What You Need to Know About Data Science
An Overview and Direction for Future Learning
The goal of this live training is to give participants a high-level overview of the current state of Data Science. We will investigate case studies to show how Data Science is used today, how to develop and run a successful Data Science project, which tools and technologies are most important and what decisions you need to make to ensure success.
This live training is an introduction to help you chart your Data Science journey. You need to decide which parts of Data Science are important to you. You will learn to acknowledge that Data Science is becoming increasingly important in industrial applications and that the body of knowledge is vast. We will put this into context and optimise your actions according to goals that you will develop.
What you'll learn-and how you can apply it
Participants will be able to: - Draw upon use cases and industry case studies - Describe the differences between common Data Science disciplines (e.g.
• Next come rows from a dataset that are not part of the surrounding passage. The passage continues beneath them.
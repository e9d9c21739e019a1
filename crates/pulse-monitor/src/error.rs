//! Application error types.

use thiserror::Error;

#[derive(Debug, Error)]
pub enum AppError {
    #[error("Configuration error: {0}")]
    Config(String),

    #[error("Client error: {0}")]
    Client(#[from] pulse_client::ClientError),
}

pub type AppResult<T> = Result<T, AppError>;
//! Structured logging initialization.

use crate::error::{TelemetryError, TelemetryResult};
use tracing_subscriber::{fmt, layer::SubscriberExt, util::SubscriberInitExt, EnvFilter};

/// Install the global tracing subscriber.
///
/// Filter comes from `RUST_LOG`, defaulting to `info,pulse=debug`.
/// Output is JSON when `RUST_ENV=production`, pretty otherwise. Fails
/// with `LoggingInit` if a subscriber is already installed, so callers
/// can treat double initialization as a startup bug.
pub fn init_logging() -> TelemetryResult<()> {
    let env_filter =
        EnvFilter::try_from_default_env().unwrap_or_else(|_| EnvFilter::new("info,pulse=debug"));

    let is_production = std::env::var("RUST_ENV")
        .map(|v| v == "production")
        .unwrap_or(false);

    let result = if is_production {
        tracing_subscriber::registry()
            .with(env_filter)
            .with(
                fmt::layer()
                    .json()
                    .with_current_span(true)
                    .with_span_list(true),
            )
            .try_init()
    } else {
        tracing_subscriber::registry()
            .with(env_filter)
            .with(
                fmt::layer()
                    .pretty()
                    .with_target(true)
                    .with_thread_names(true),
            )
            .try_init()
    };

    result.map_err(|e| TelemetryError::LoggingInit(e.to_string()))
}
//! Live dashboard monitor for the trading-analytics backend.
//!
//! Composition root that wires everything together:
//! - Typed HTTP client against the backend's JSON endpoints
//! - One polling feed per endpoint
//! - Price memory and the conclusion engine for derived values
//! - Periodic snapshot logging and metrics

pub mod app;
pub mod config;
pub mod error;

pub use app::Application;
pub use config::AppConfig;
pub use error::{AppError, AppResult};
AI, Big Data, Deep Learning, etc.) - Plan a Data Science project and describe common techniques - Describe the common tools and technologies - Be able to make important strategic decisions
This training course is for you because...
- You want to learn about Data Science but don’t know where to start
- You are a Developer and need to establish which tools and technologies to use
- You are a Manager and want to know the basics about running a Data Science project
- You want a systematic way of charting your future Data Science development
No prerequisites. Engineering, industrial background expected.
About your instructor
Dr. Philip Winder is a multidisciplinary Engineer who creates data-driven software products. His work incorporates Data Science, Cloud Native and traditional software development using a range of languages and tools.
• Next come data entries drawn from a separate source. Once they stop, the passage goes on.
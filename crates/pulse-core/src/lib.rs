//! Core domain types for the market pulse monitor.
//!
//! This crate provides fundamental types used throughout the system:
//! - `AnalysisRecord`: backend-owned analysis payload (consumed read-only)
//! - `Conclusion`, `Verdict`, `SignalCategory`: derived qualitative verdicts

pub mod analysis;
pub mod conclusion;

pub use analysis::{AnalysisRecord, DivergenceEntry, MarketStructure, TrendInfo};
pub use conclusion::{Conclusion, SignalCategory, Verdict};
//! Prometheus metrics for the pulse monitor.
//!
//! Observability over the polling layer:
//! - Per-feed lifecycle state
//! - Fetch outcomes
//! - Data freshness
//!
//! # Panics
//!
//! Metric registration uses `unwrap()` intentionally. If registration fails,
//! it indicates a fatal configuration error (e.g., duplicate metric names)
//! that should cause an immediate crash at startup rather than silent failure.
//! These panics only occur during static initialization, never at runtime.

use once_cell::sync::Lazy;
use prometheus::{
    register_gauge_vec, register_int_counter, register_int_gauge, GaugeVec, IntCounter, IntGauge,
    TextEncoder,
};
use pulse_feed::FeedState;

use crate::error::{TelemetryError, TelemetryResult};

const FEED_STATES: [&str; 5] = ["idle", "loading", "success", "error", "stale"];

/// Per-feed lifecycle state (1 = active, 0 = inactive).
/// Labels: feed, state (idle/loading/success/error/stale)
pub static FEED_STATE: Lazy<GaugeVec> = Lazy::new(|| {
    register_gauge_vec!(
        "pulse_feed_state",
        "Feed lifecycle state (1=active, 0=inactive)",
        &["feed", "state"]
    )
    .unwrap()
});

/// Failed fetches since the last success.
pub static FEED_CONSECUTIVE_MISSES: Lazy<GaugeVec> = Lazy::new(|| {
    register_gauge_vec!(
        "pulse_feed_consecutive_misses",
        "Failed fetches since the last successful one",
        &["feed"]
    )
    .unwrap()
});

/// Seconds since the last successful fetch.
pub static FEED_DATA_AGE_SECONDS: Lazy<GaugeVec> = Lazy::new(|| {
    register_gauge_vec!(
        "pulse_feed_data_age_seconds",
        "Seconds since the feed last fetched successfully",
        &["feed"]
    )
    .unwrap()
});

/// Symbols currently tracked in price memory.
pub static PRICE_SYMBOLS: Lazy<IntGauge> = Lazy::new(|| {
    register_int_gauge!(
        "pulse_price_symbols",
        "Symbols currently tracked in price memory"
    )
    .unwrap()
});

/// Total dashboard snapshots collected.
pub static SNAPSHOTS_TOTAL: Lazy<IntCounter> = Lazy::new(|| {
    register_int_counter!(
        "pulse_snapshots_total",
        "Total dashboard snapshots collected"
    )
    .unwrap()
});

/// Metrics helper for recording pulse events.
pub struct Metrics;

impl Metrics {
    /// Set a feed's lifecycle state.
    /// Only the active state is set to 1, all others to 0.
    pub fn feed_state_set(feed: &str, state: FeedState) {
        let active = match state {
            FeedState::Idle => "idle",
            FeedState::Loading => "loading",
            FeedState::Success => "success",
            FeedState::Error => "error",
            FeedState::Stale => "stale",
        };
        for s in &FEED_STATES {
            FEED_STATE.with_label_values(&[feed, s]).set(0.0);
        }
        FEED_STATE.with_label_values(&[feed, active]).set(1.0);
    }

    /// Record one feed's health summary.
    pub fn feed_health(feed: &str, state: FeedState, consecutive_misses: u32, age_secs: Option<i64>) {
        Self::feed_state_set(feed, state);
        FEED_CONSECUTIVE_MISSES
            .with_label_values(&[feed])
            .set(f64::from(consecutive_misses));
        if let Some(age) = age_secs {
            FEED_DATA_AGE_SECONDS
                .with_label_values(&[feed])
                .set(age as f64);
        }
    }

    /// Set the number of tracked price symbols.
    pub fn price_symbols(count: usize) {
        PRICE_SYMBOLS.set(count as i64);
    }

    /// Record one collected dashboard snapshot.
    pub fn snapshot_collected() {
        SNAPSHOTS_TOTAL.inc();
    }
}

/// Render all registered metrics in Prometheus text exposition format.
pub fn render() -> TelemetryResult<String> {
    let encoder = TextEncoder::new();
    encoder
        .encode_to_string(&prometheus::gather())
        .map_err(|e| TelemetryError::Metrics(e.to_string()))
}

#[cfg(test)]
mod tests {
    use super::*;

    #[test]
    fn test_feed_state_set_is_exclusive() {
        Metrics::feed_state_set("status", FeedState::Success);
        assert_eq!(
            FEED_STATE.with_label_values(&["status", "success"]).get(),
            1.0
        );
        assert_eq!(
            FEED_STATE.with_label_values(&["status", "error"]).get(),
            0.0
        );

        Metrics::feed_state_set("status", FeedState::Stale);
        assert_eq!(
            FEED_STATE.with_label_values(&["status", "success"]).get(),
            0.0
        );
        assert_eq!(
            FEED_STATE.with_label_values(&["status", "stale"]).get(),
            1.0
        );
    }

    #[test]
    fn test_feed_health_records_misses_and_age() {
        Metrics::feed_health("signal", FeedState::Error, 2, Some(45));
        assert_eq!(
            FEED_CONSECUTIVE_MISSES.with_label_values(&["signal"]).get(),
            2.0
        );
        assert_eq!(
            FEED_DATA_AGE_SECONDS.with_label_values(&["signal"]).get(),
            45.0
        );
    }

    #[test]
    fn test_render_exposition() {
        Metrics::snapshot_collected();
        let text = render().unwrap();
        assert!(text.contains("pulse_snapshots_total"));
    }
}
Phil is the CEO of Winder, a Data Science consultancy in the UK, which operates throughout Europe delivering training, development and consultancy services. He has Ph.D. and a Masters degree in Electronics from the University of Hull, UK.
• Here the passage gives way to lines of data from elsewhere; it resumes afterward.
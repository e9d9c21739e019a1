//! Telemetry error types.

use thiserror::Error;

#[derive(Debug, Error)]
pub enum TelemetryError {
    /// A global tracing subscriber was already installed.
    #[error("Logging initialization failed: {0}")]
    LoggingInit(String),

    /// Metric gathering or text encoding failed.
    #[error("Metrics encoding failed: {0}")]
    Metrics(String),
}

pub type TelemetryResult<T> = Result<T, TelemetryError>;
The timeframes are only estimates and may vary according to how the class is progressing
Everything You Wanted to Know About Data Science: An Introduction
Length: 60 min - Instructors will provide an introduction by discussing the applications and uses of Data Science through case studies. The difference between all the different disciplines (machine learning, analytics, big data, etc.) will be described in this context. (30 min) - Participants will begin to grasp the size of data science as a subject. They will be challenged to apply data science to a current problem. Selected individuals will get the opportunity present their idea and obtain feedback. Q&A. (25 min) - Assignment: Develop your own data science project. A worksheet and worked example will be provided.
Break: 5 min
Data Science in Industry: How to Build a Data-Driven Product
Length: 60 min - Instructors will describe how data products are developed using an industry standard process. Given the model, we will provide an overview of the common techniques used across data science. (30 min) - Participants will be able to plan their own data project and anticipate the techniques that they will need to apply. They will further develop their project idea with an implementation plan. Selected individuals will get the opportunity present their idea and obtain feedback. Q&A. (25 min) - Assignment: How to plan your data science project. A worksheet and a worked example will be provided.
Break: 5 min
Real World Implementations: Where to Start
Length: 60 min - Instructors will discuss real world industrial concerns. We will increase awareness of common tools and technologies. The most important strategic decisions and pitfalls will be discussed. (30 min) - Participants will further develop their project plan based upon technical and strategic decisions. This will help guide them to discover what they need to focus on next. Using their project plan they will develop key learning objectives and tasks that will help make their project a success. (25 min) - Assignment: What’s next? A worksheet and a practical example will be provided.